Rezension von Carola Nikschick in der Kategorie Buchtipps

Eine großartige Sprache, eine intensive Geschichte, ein wichtiges Thema!

„Nein, all die Polinnen, Rumäninnen, Bosnierinnen, Ukrainerinnen und so weiter, sie alle kämpften gemeinsam in der Armee der Fürsorge. Gegen Krankheit, Ohnmacht, Verfall, Alter, Einsamkeit, gegen so vieles. Verstreut wie Konfetti über die Wohnunge, Häuser und Villen Tausender und Abertausender seniorki in Deutschland, Österreich, der Schweiz, Frankreich, Italien.“

Jola ist Polin, Mitte fünfzig, seit vielen Jahren pendelt sie zwischen ihrer Heimat und Deutschland hin und her und arbeitet als Altenpflegerin in Privathaushalten. Die Müdigkeit steckt ihr in den Knochen, bis zur Erschöpfung hat sie immer gearbeitet, jetzt ist sie wieder auf dem Weg zu einer neuen Stelle, einer Anstellung mit Vertrag, anständigem Gehalt, Versicherung und festen Arbeitszeiten bei einer wohlhabenden Hamburger Arztfamilie. Eine kleine Wohnung im Untergeschoss der Familienvilla für sie allein. Jolas soll sich um die Matriarchin der Familie, Ursula „Uschi“ von Klewen, kümmern. Sie gilt als schwierig, launisch, eifersüchtig und kontrollsüchtig.
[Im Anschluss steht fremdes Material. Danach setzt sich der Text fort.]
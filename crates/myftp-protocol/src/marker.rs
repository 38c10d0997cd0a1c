//! Incremental search for the transfer end marker.
//!
//! Payload bytes arrive in arbitrary chunks, so the marker may straddle a
//! chunk boundary. The scanner keeps the trailing `END_MARKER.len() - 1`
//! bytes of everything it has seen and only releases bytes that can no
//! longer be the start of a marker. This is equivalent to searching an
//! append-only buffer of the whole payload without holding the whole payload
//! in memory.

use crate::END_MARKER;

/// Result of feeding one chunk into a [`MarkerScanner`].
#[derive(Debug, PartialEq, Eq)]
pub enum Scan {
    /// No marker yet; `payload` is confirmed file content.
    Pending {
        /// Bytes that precede any possible marker.
        payload: Vec<u8>,
    },
    /// The marker was found.
    Complete {
        /// Final file content preceding the marker.
        payload: Vec<u8>,
        /// Bytes received after the marker, belonging to the next command.
        trailing: Vec<u8>,
    },
}

/// Streaming matcher for [`END_MARKER`].
#[derive(Debug, Default)]
pub struct MarkerScanner {
    window: Vec<u8>,
}

impl MarkerScanner {
    /// Creates a scanner with an empty window.
    #[must_use]
    pub fn new() -> Self {
        Self::default()
    }

    /// Appends `chunk` to the window and reports what can be released.
    pub fn feed(&mut self, chunk: &[u8]) -> Scan {
        self.window.extend_from_slice(chunk);

        if let Some(position) = find_marker(&self.window) {
            let trailing = self.window.split_off(position + END_MARKER.len());
            self.window.truncate(position);
            return Scan::Complete {
                payload: std::mem::take(&mut self.window),
                trailing,
            };
        }

        let held_back = (END_MARKER.len() - 1).min(self.window.len());
        let tail = self.window.split_off(self.window.len() - held_back);
        Scan::Pending {
            payload: std::mem::replace(&mut self.window, tail),
        }
    }

    /// Bytes currently held back because they could begin a marker.
    #[must_use]
    pub fn held_back(&self) -> &[u8] {
        &self.window
    }
}

fn find_marker(haystack: &[u8]) -> Option<usize> {
    haystack
        .windows(END_MARKER.len())
        .position(|candidate| candidate == END_MARKER)
}
//! Cancellation side-channel payload.
//!
//! A canceller connects to the auxiliary port and writes
//! `terminate <id>\n`. The server reads the decimal command identifier
//! starting at [`CANCEL_ID_OFFSET`]; the prefix itself is not checked.

use std::fmt;
use std::num::ParseIntError;
use std::str::FromStr;

use thiserror::Error;

/// Conventional text preceding the identifier.
pub const CANCEL_PREFIX: &str = "terminate ";

/// Byte offset of the command identifier in a cancellation payload.
pub const CANCEL_ID_OFFSET: usize = CANCEL_PREFIX.len();

/// Identifier of a cancellable in-flight command.
#[derive(Debug, Clone, Copy, PartialEq, Eq, Hash, PartialOrd, Ord)]
pub struct CommandId(u64);

impl CommandId {
    /// Wraps a raw identifier.
    #[must_use]
    pub const fn new(raw: u64) -> Self {
        Self(raw)
    }

    /// Returns the raw identifier.
    #[must_use]
    pub const fn get(self) -> u64 {
        self.0
    }

    /// Encodes a cancellation request for this identifier.
    #[must_use]
    pub fn cancel_payload(self) -> Vec<u8> {
        format!("{CANCEL_PREFIX}{self}\n").into_bytes()
    }

    /// Extracts the identifier from a received cancellation payload.
    ///
    /// # Errors
    ///
    /// Fails when the payload ends before the identifier offset, when no
    /// digits follow the offset, or when the digits overflow `u64`.
    pub fn from_cancel_payload(payload: &[u8]) -> Result<Self, CancelParseError> {
        let tail = payload
            .get(CANCEL_ID_OFFSET..)
            .ok_or(CancelParseError::TooShort {
                length: payload.len(),
            })?;
        let digits = tail
            .iter()
            .position(|byte| !byte.is_ascii_digit())
            .map_or(tail, |end| tail.get(..end).unwrap_or_default());
        if digits.is_empty() {
            return Err(CancelParseError::MissingIdentifier);
        }
        String::from_utf8_lossy(digits).parse()
    }
}

impl fmt::Display for CommandId {
    fn fmt(&self, formatter: &mut fmt::Formatter<'_>) -> fmt::Result {
        write!(formatter, "{}", self.0)
    }
}

impl FromStr for CommandId {
    type Err = CancelParseError;

    fn from_str(input: &str) -> Result<Self, Self::Err> {
        input
            .trim()
            .parse::<u64>()
            .map(Self)
            .map_err(|source| CancelParseError::InvalidIdentifier { source })
    }
}

/// Errors raised while decoding a cancellation payload.
#[derive(Debug, Error)]
pub enum CancelParseError {
    /// The payload ended before the identifier offset.
    #[error("cancellation payload of {length} bytes is shorter than the identifier offset")]
    TooShort {
        /// Number of bytes received.
        length: usize,
    },
    /// No digits were found at the identifier offset.
    #[error("cancellation payload carries no command identifier")]
    MissingIdentifier,
    /// The identifier did not parse as an unsigned integer.
    #[error("invalid command identifier: {source}")]
    InvalidIdentifier {
        /// Underlying integer parse error.
        #[source]
        source: ParseIntError,
    },
}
„Sie wusste nach den ersten drei Tagen, dass sie von Frau Uschi keinerlei Schimpftiraden gegen sie als Polin zu erwarten hatte. Das war das Wichtigste. Nein, hier ging es um persönliche Würde. Die Selbstbestimmung einer stolzen Frau, die sich daran gewöhnen musste, auf Hilfe angewiesen zu sein.“

Mit ihrer liebevollen Hartnäckigkeit und Geduld gewinnt Jola Uschis Vertrauen und Respekt und sie beginnen sich aus ihrem Leben zu erzählen. Jola, die so furchtbare Erfahrungen in anderen Familien gemacht hat, einen schrecklichen Fehler begangen und ihre inzwischen erwachsene Tochter so sehr vermisst. Uschi, die aus Ostpreußen fliehen musste und ebenfalls ein großes Geheimnis hütet.
Jolas Geschichte steht für unsagbar viele osteuropäische Frauen, die in Privathaushalten unter unwürdigen Bedingungen deutsche Senioren betreuen. Rund um die Uhr, schlecht bezahlt und untergebracht, ausgebeutet, bis sie unter der Belastung zusammenbrechen. Ein Zustand, der auch auf viele andere osteuropäische Arbeiter*innen in Handwerksberufen, bei Servicedienstleistern, und Transportunternehmen zutrifft.
Mia Raben beschreibt das Leben der Menschen zwischen den Kulturen, die wochenlang von ihren Familien getrennt sind, mit Einsamkeit und unsagbarer Erschöpfung kämpfen, sehr eindringlich und respektvoll.